Hematopathology has advanced in parallel with technological developments that have expanded our understanding of the phenotypic, genetic, and molecular characteristics of the hematological neoplasms. The translation of this knowledge into clinical practice has changed the conceptual framework of our work over the years with an increased ability to generate more precise and reproducible diagnoses of the different entities and sustaining the progressive expansion of more effective and tailored therapeutic strategies.
The initial elucidation of the Human Genome a decade ago and the development of high throughput technologies opened the possibility to search for comprehensive views of the genomic alterations responsible for tumor development and progression (Figure 1). One of the major applications of this genomic knowledge in the study of lymphoid neoplasms has been the design of different types of microarray platforms for the global analysis of DNA alterations and gene expression profiling (GEP).1, 2 The recent development of a new generation of sequencing technologies (next generation sequencing (NGS) or massively parallel sequencing) and their systematic application to human cancer and in particular to lymphoid neoplasms are revealing a landscape of somatic mutations of unprecedented complexity.3 These studies already have provided a number of important findings with functional and clinical implications including new potential targets for advanced therapies. It is perhaps too early to define what will be the real influence of the new knowledge gained from NGS in clinical practice but the perspectives are challenging and promising. This review addresses the major contributions and limitations of the microarray technologies in diagnostic hematopathology and the initial results of the NGS studies in lymphoid neoplasms that will give us a glimpse of what these studies may offer us in the very near future.
High throughput technologies for genomic studies. Global alterations of the genome and transcriptome can be studied by different types of microarray platforms or next generation sequencing technologies.
Microarray technologies
The use of DNA microarrays has represented a major technological advance in the study of lymphoid neoplasms. The information generated has had an important impact in the understanding of their genetic and molecular pathogenesis that has supported changes in the recognition and diagnosis of some tumor subtypes and different lymphoma categories. However, it has been difficult to translate some of these findings into clinical practice.

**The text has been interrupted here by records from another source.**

fn check_structured_data_present(m: &ResolvedMetadata) -> RuleCheck {
    match m.structured_data.as_deref() {
        Some(blocks) if !blocks.is_empty() => {
            RuleCheck::pass().value(format!("{} block(s)", blocks.len()))
        }
        _ => RuleCheck::error("No JSON-LD structured data found"),
    }
}

fn check_structured_data_valid(m: &ResolvedMetadata) -> RuleCheck {
    let Some(blocks) = m.structured_data.as_deref().filter(|b| !b.is_empty()) else {
        return RuleCheck::error("No structured data to validate");
    };

    let invalid = blocks
        .iter()
        .filter(|block| {
            let Some(obj) = block.as_object() else {
                return true;
            };
            let has_context = obj
                .get("@context")
                .is_some_and(|ctx| ctx.to_string().contains("schema.org"));
            let has_type = obj.contains_key("@type") || obj.contains_key("@graph");
            !(has_context && has_type)
        })
        .count();

    if invalid == 0 {
        RuleCheck::pass()
    } else {
        RuleCheck::warn(format!(
            "{} of {} JSON-LD block(s) lack a schema.org @context or @type",
            invalid,
            blocks.len()
        ))
    }
}

fn check_h1(m: &ResolvedMetadata) -> RuleCheck {
    // absent means the signal was never collected (static analysis)
    let Some(h1s) = m.h1s.as_deref() else {
        return RuleCheck::pass();
    };

    match h1s.len() {
        0 => RuleCheck::error("No <h1> found").expected("1"),
        1 => RuleCheck::pass().value(h1s[0].clone()),
        n => RuleCheck::warn(format!("Multiple <h1> tags ({})", n))
            .value(n.to_string())
            .expected("1"),
    }
}

fn check_content_length(m: &ResolvedMetadata) -> RuleCheck {
    let Some(words) = m.word_count else {
        return RuleCheck::pass();
    };
    let expected = format!(">= {} words", MIN_WORDS);

    if words < VERY_THIN_WORDS {
        RuleCheck::error(format!("Very little content ({} words)", words))
            .value(words.to_string())
            .expected(expected)
    } else if words < MIN_WORDS {
        RuleCheck::warn(format!("Thin content ({} words)", words))
            .value(words.to_string())
            .expected(expected)
    } else {
        RuleCheck::pass().value(words.to_string())
    }
}

fn check_robots(m: &ResolvedMetadata) -> RuleCheck {
    let Some(robots) = m.robots.as_deref() else {
        return RuleCheck::pass();
    };
    let directives: Vec<String> = robots
        .split(',')
        .map(|d| d.trim().to_ascii_lowercase())
        .collect();

    if directives.iter().any(|d| d == "noindex" || d == "none") {
        RuleCheck::error("Robots meta blocks indexing").value(robots)
    } else if directives.iter().any(|d| d == "nofollow") {
        RuleCheck::warn("Robots meta blocks link following").value(robots)
    } else {
        RuleCheck::pass().value(robots)
    }
}

fn check_twitter_card(m: &ResolvedMetadata) -> RuleCheck {
    let presence = presence(&m.twitter_card, "twitter:card");
    let Some(card) = non_empty(&m.twitter_card) else {
        return presence;
    };

    if TWITTER_CARD_TYPES.contains(&card.to_ascii_lowercase().as_str()) {
        presence
    } else {
        RuleCheck::warn(format!("Unknown twitter:card type '{}'", card))
            .value(card)
            .expected(TWITTER_CARD_TYPES.join(" | "))
    }
}

fn check_hreflang(m: &ResolvedMetadata) -> RuleCheck {
    let Some(alternates) = m.alternates.as_ref().filter(|a| !a.is_empty()) else {
        return RuleCheck::pass();
    };

    let relative: Vec<&str> = alternates
        .iter()
        .filter(|(_, url)| !is_absolute_http(url))
        .map(|(locale, _)| locale.as_str())
        .collect();
    if !relative.is_empty() {
        return RuleCheck::warn(format!(
            "Hreflang alternates must be absolute URLs ({})",
            relative.join(", ")
        ));
    }

    if !alternates.keys().any(|k| k.eq_ignore_ascii_case("x-default")) {
        return RuleCheck::warn("Hreflang alternates have no x-default entry")
            .value(format!("{} locale(s)", alternates.len()));
    }

    RuleCheck::pass().value(format!("{} locale(s)", alternates.len()))
}

fn check_viewport(m: &ResolvedMetadata) -> RuleCheck {
    let presence = presence(&m.viewport, "viewport meta tag");
    let Some(viewport) = non_empty(&m.viewport) else {
        return presence;
    };

    let compact: String = viewport.chars().filter(|c| !c.is_whitespace()).collect();
    if compact.to_ascii_lowercase().contains("width=device-width") {
        presence
    } else {
        RuleCheck::warn("Viewport is not responsive")
            .value(viewport)
            .expected("width=device-width")
    }
}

Different platforms have been developed based on DNA fragments cloned in different vectors or on oligonucleotides of short or longer length, which require slightly different technical approaches but the information generated is relatively similar and robust. These platforms have been designed for the study of RNA GEP and DNA changes, including chromosomal copy number alterations (CNA), genotyping, and epigenetic modifications. Integrative studies using both types of platforms for DNA and RNA have facilitated the discovery of target genes and pathways that, together with global signatures and genomic profiles, have provided new perspectives in the understanding of lymphoid neoplasms.
Microarrays for DNA studies
Platforms
The first arrays for DNA studies followed the strategy introduced by the comparative genomic hybridization (CGH) technique, which allows the detection of unbalanced DNA copy number changes. In this approach, tumor and a reference normal DNA of the same gender are labeled with different fluorochromes and competitively hybridized on normal chromosome metaphase spreads. The different intensity of the tumor and normal DNA hybridization signal indicates the presence of gains or losses in specific chromosomal regions of the tumor. In the initial CGH arrays, the metaphase spreads were substituted by DNA fragments cloned in plasmid, bacterial, or yeast artificial chromosomes, and more recently by long oligonucleotides (50–75-mer).1 The current high density oligonucleotide arrays cover the whole genome (WG) with probes spaced about 1–5 kb apart. The single-nucleotide polymorphism arrays (SNP arrays) are alternative platforms to the CGH arrays. These arrays use short oligonucleotides (25-mer) that distinguish the different genotypes of a given SNP. The distribution of the probes throughout the genome is variable and depends on the number of known SNPs with some areas of the genome less covered than others. The more recent SNP arrays also contain probes to identify regions of copy number variants (CNV), a major source of individual genetic variation (Figure 2). CNV are DNA segments of 1 kb or larger that are present in constitutional DNA at variable copy number in comparison with a reference genome. They may have a simple structure, such as tandem duplication of a single copy, or may involve complex gains, losses, or inversions of homologous sequences.4
Germline copy number variants (CNV) and somatic copy number alterations. (a) CNV are DNA segments present in constitutional DNA at variable copy number in comparison with a reference genome. They may have different structures. (b) In the genomic analysis of a tumor DNA, CNV can be misinterpreted as copy number alterations (gains or amplifications in the figure) if the tumor DNA is not compared with a reference normal DNA or compared with non-related constitutional DNA from other individuals. However, the use of the constitutional DNA of the same patient clearly identifies these regions as CNV already present in the normal DNA and identifies a region of acquired deletion.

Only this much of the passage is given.